**AIM OF THE TASK**
Return all the lines below in which the string "connection" appears.

**DATA SHOWN**
═══
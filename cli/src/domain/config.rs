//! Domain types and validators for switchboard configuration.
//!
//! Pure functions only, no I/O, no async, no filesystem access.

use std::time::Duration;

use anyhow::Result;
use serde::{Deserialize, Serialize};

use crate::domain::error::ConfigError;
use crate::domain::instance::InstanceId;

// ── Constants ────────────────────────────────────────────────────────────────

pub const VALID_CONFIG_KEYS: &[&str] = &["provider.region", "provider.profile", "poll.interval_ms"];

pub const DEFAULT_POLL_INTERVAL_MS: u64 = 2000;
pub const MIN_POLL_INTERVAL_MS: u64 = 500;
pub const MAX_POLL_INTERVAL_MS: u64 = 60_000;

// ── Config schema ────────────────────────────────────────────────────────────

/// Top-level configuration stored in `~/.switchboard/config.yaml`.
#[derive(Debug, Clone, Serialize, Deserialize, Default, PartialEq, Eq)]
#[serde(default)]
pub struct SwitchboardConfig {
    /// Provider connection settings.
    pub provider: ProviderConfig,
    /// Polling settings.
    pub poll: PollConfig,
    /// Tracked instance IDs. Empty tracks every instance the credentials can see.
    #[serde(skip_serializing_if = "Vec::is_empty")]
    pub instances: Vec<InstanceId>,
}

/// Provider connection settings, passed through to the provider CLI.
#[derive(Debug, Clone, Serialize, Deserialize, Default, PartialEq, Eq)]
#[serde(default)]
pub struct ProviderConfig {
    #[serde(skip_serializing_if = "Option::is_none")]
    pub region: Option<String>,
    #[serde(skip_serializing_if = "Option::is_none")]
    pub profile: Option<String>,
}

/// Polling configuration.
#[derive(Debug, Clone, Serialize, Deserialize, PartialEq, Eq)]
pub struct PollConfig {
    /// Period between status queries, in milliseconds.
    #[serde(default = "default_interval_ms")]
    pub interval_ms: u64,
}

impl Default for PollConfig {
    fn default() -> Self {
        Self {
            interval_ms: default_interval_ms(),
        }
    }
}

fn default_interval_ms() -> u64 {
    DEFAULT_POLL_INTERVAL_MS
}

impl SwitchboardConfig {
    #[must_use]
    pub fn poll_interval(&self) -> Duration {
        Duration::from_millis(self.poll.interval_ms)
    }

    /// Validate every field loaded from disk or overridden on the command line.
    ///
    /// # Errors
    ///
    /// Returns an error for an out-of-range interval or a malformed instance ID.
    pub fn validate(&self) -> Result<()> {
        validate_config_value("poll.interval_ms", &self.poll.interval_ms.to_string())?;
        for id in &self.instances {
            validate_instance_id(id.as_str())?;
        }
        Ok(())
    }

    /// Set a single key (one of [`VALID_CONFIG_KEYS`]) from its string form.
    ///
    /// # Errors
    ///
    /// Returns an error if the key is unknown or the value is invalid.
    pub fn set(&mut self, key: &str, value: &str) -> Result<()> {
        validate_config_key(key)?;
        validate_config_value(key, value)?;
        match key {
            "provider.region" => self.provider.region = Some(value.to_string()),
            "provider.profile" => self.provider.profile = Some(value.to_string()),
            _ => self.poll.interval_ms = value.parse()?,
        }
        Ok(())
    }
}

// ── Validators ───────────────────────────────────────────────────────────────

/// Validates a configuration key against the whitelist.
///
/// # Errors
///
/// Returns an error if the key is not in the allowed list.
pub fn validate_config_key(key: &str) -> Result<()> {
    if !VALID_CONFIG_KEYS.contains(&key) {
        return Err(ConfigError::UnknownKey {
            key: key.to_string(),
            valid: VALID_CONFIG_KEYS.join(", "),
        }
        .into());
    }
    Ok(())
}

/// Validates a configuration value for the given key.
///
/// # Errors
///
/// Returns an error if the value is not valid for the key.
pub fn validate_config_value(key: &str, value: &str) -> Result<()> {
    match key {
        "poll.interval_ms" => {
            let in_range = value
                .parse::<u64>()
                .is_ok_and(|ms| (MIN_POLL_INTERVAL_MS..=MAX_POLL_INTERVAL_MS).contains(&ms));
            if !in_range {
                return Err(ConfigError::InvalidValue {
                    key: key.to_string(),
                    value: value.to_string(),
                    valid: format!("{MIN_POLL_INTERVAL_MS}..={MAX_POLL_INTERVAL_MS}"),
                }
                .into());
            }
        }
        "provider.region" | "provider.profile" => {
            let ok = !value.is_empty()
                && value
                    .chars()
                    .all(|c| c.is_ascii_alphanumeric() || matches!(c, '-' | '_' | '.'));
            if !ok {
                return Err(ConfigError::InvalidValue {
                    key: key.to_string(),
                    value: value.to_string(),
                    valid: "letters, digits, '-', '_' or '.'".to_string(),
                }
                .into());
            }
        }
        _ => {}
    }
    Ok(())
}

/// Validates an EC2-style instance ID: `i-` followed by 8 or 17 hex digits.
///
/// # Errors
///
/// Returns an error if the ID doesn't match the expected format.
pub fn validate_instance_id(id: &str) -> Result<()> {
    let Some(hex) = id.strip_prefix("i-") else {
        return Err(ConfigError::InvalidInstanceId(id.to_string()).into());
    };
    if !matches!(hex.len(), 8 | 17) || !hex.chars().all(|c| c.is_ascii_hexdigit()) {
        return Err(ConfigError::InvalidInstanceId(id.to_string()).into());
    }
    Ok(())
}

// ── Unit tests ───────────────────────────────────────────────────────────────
═══
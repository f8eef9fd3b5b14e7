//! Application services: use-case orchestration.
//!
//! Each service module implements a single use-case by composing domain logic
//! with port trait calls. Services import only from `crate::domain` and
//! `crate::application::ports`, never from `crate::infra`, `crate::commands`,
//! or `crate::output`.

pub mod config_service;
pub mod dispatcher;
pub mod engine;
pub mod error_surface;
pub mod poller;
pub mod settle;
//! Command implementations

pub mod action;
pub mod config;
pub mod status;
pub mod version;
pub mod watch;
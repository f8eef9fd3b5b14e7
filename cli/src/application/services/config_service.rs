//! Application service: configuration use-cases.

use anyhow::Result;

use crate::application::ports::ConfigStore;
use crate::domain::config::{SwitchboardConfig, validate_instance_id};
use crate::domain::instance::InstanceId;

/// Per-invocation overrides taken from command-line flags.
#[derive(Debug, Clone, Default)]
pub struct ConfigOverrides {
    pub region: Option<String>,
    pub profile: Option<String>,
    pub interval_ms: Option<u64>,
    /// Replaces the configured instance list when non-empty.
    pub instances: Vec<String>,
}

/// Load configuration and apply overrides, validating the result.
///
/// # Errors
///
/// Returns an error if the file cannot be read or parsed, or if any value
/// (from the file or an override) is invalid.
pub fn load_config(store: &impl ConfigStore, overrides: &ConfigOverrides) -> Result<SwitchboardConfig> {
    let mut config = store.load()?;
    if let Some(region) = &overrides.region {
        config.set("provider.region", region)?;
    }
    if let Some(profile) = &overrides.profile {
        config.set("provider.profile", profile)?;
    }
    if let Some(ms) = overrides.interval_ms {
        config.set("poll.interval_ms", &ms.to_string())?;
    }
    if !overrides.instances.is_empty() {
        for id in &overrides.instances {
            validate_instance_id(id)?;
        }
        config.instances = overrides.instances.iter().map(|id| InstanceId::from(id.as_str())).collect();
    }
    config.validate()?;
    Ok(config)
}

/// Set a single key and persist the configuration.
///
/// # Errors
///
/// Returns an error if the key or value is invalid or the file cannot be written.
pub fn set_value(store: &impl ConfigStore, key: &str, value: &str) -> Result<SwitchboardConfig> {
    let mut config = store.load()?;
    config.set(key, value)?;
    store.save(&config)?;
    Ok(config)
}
═══
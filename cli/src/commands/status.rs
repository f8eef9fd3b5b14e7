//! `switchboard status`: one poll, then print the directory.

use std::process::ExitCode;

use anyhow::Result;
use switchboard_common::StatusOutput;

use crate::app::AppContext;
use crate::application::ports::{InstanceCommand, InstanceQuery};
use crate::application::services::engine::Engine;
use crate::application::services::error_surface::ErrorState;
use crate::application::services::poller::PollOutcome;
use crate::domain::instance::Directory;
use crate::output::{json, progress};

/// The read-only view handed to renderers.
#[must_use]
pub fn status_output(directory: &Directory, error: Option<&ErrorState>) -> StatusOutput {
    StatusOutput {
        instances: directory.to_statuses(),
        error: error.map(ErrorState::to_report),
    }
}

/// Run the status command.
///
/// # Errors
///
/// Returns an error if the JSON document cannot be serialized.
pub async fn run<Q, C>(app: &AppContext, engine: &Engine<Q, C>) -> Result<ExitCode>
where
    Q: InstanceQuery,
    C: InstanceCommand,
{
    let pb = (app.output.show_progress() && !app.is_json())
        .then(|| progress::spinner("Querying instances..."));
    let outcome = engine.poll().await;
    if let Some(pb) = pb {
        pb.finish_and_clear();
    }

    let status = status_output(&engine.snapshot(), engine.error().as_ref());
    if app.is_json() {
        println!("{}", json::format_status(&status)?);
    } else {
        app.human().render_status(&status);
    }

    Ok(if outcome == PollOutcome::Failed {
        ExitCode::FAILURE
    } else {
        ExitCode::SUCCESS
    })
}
═══
**EXERCISE RESULT**
    /// Provider connection settings.
/// Provider connection settings, passed through to the provider CLI.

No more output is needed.